/auto-evaluator

Evaluation tool for LLM QA chains

Primary LanguagePython

Auto-evaluator 🧠 📝

Note See the HuggingFace space for this app: https://huggingface.co/spaces/rlancemartin/auto-evaluator

Note See the hosted app: https://autoevaluator.langchain.com/

Note Code for the hosted app is also open source: https://github.com/langchain-ai/auto-evaluator

This is a lightweight evaluation tool for question-answering using Langchain to:

  • Ask the user to input a set of documents of interest

  • Apply an LLM (GPT-3.5-turbo) to auto-generate question-answer pairs from these docs

  • Generate a question-answering chain with a specified set of UI-chosen configurations

  • Use the chain to generate a response to each question

  • Use an LLM (GPT-3.5-turbo) to score the response relative to the answer

  • Explore scoring across various chain configurations

Run as Streamlit app

pip install -r requirements.txt

streamlit run auto-evaluator.py

Inputs

num_eval_questions - Number of questions to auto-generate (if the user does not supply an eval set)
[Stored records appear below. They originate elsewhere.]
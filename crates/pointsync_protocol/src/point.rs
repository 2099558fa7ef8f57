//! Point records and identifiers.

use crate::error::PointError;
use serde::{Deserialize, Serialize};
use std::borrow::Borrow;
use std::fmt;

/// Largest absolute latitude accepted by [`Point::new`].
pub const MAX_LATITUDE: f64 = 90.0;

/// Largest absolute longitude accepted by [`Point::new`].
pub const MAX_LONGITUDE: f64 = 180.0;

/// Stable, opaque identifier of a point.
///
/// Assigned once by the creating client and never reused. Freshly generated
/// ids are UUID v4 strings, but any non-empty string received from a peer is
/// accepted as-is.
#[derive(Debug, Clone, PartialEq, Eq, PartialOrd, Ord, Hash, Serialize, Deserialize)]
#[serde(transparent)]
pub struct PointId(String);

impl PointId {
    /// Generates a new random identifier.
    #[must_use]
    pub fn generate() -> Self {
        Self(uuid::Uuid::new_v4().to_string())
    }

    /// Returns the identifier as a string slice.
    #[must_use]
    pub fn as_str(&self) -> &str {
        &self.0
    }
}

impl fmt::Display for PointId {
    fn fmt(&self, f: &mut fmt::Formatter<'_>) -> fmt::Result {
        f.pad(&self.0)
    }
}

impl From<&str> for PointId {
    fn from(value: &str) -> Self {
        Self(value.to_string())
    }
}

impl From<String> for PointId {
    fn from(value: String) -> Self {
        Self(value)
    }
}

impl Borrow<str> for PointId {
    fn borrow(&self) -> &str {
        &self.0
    }
}

/// A named geographic location.
///
/// Points are value records: an update is a full replacement of the record
/// stored under the same [`PointId`].
#[derive(Debug, Clone, PartialEq, Serialize, Deserialize)]
pub struct Point {
    /// Stable identifier.
    pub id: PointId,
    /// Display name.
    pub name: String,
    /// Latitude in degrees.
    pub lat: f64,
    /// Longitude in degrees.
    pub lng: f64,
}

impl Point {
    /// Creates a point with a freshly generated id.
    ///
    /// # Errors
    ///
    /// Returns an error if the coordinates are out of range.
    pub fn new(name: impl Into<String>, lat: f64, lng: f64) -> Result<Self, PointError> {
        Self::with_id(PointId::generate(), name, lat, lng)
    }

    /// Creates a point under a caller-chosen id.
    ///
    /// # Errors
    ///
    /// Returns an error if the id is empty or the coordinates are out of range.
    pub fn with_id(
        id: impl Into<PointId>,
        name: impl Into<String>,
        lat: f64,
        lng: f64,
    ) -> Result<Self, PointError> {
        let id = id.into();
        if id.as_str().is_empty() {
            return Err(PointError::EmptyId);
        }
        if !lat.is_finite() || lat.abs() > MAX_LATITUDE {
            return Err(PointError::InvalidLatitude(lat));
        }
        if !lng.is_finite() || lng.abs() > MAX_LONGITUDE {
            return Err(PointError::InvalidLongitude(lng));
        }
        Ok(Self {
            id,
            name: name.into(),
            lat,
            lng,
        })
    }
}

#[cfg(test)]
mod tests {
    use super::*;

    #[test]
    fn generated_ids_are_unique() {
        let a = PointId::generate();
        let b = PointId::generate();
        assert_ne!(a, b);
        assert!(!a.as_str().is_empty());
    }

    #[test]
    fn new_point_validates_coordinates() {
        assert!(Point::new("Harbor", 59.9, 10.7).is_ok());
        assert!(Point::new("Pole", 90.0, -180.0).is_ok());

        assert_eq!(
            Point::new("x", 90.5, 0.0),
            Err(PointError::InvalidLatitude(90.5))
        );
        assert_eq!(
            Point::new("x", 0.0, -180.01),
            Err(PointError::InvalidLongitude(-180.01))
        );
        assert!(matches!(
            Point::new("x", f64::NAN, 0.0),
            Err(PointError::InvalidLatitude(_))
        ));
    }

    #[test]
    fn empty_id_rejected() {
        assert_eq!(
            Point::with_id("", "x", 0.0, 0.0),
            Err(PointError::EmptyId)
        );
    }

    #[test]
    fn json_shape() {
        let point = Point::with_id("_k3j9x2a1b", "Cafe", 1.0, 2.5).unwrap();
        let json = serde_json::to_value(&point).unwrap();
        assert_eq!(
            json,
            serde_json::json!({"id": "_k3j9x2a1b", "name": "Cafe", "lat": 1.0, "lng": 2.5})
        );

        // Integer coordinates on the wire are accepted.
        let parsed: Point =
            serde_json::from_str(r#"{"id":"A","name":"X","lat":1,"lng":2}"#).unwrap();
        assert_eq!(parsed.lat, 1.0);
        assert_eq!(parsed.id.as_str(), "A");
    }
}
split_method - Method for text splitting

chunk_chars - Chunk size for text splitting

overlap - Chunk overlap for text splitting

embeddings - Embedding method for chunks

retriever_type - Chunk retrieval method

num_neighbors - Neighbors for retrieval

model - LLM for summarization of retrieved chunks

grade_prompt - Prompt choice for model self-grading

Blog

https://blog.langchain.dev/auto-eval-of-question-answering-tasks/

UI

image

Disclaimer

You will need an OpenAI API key with access to `GPT-4` and an Anthropic API key to take advantage of all of the default dashboard model settings. However, additional models (e.g., from Hugging Face) can be easily added to the app.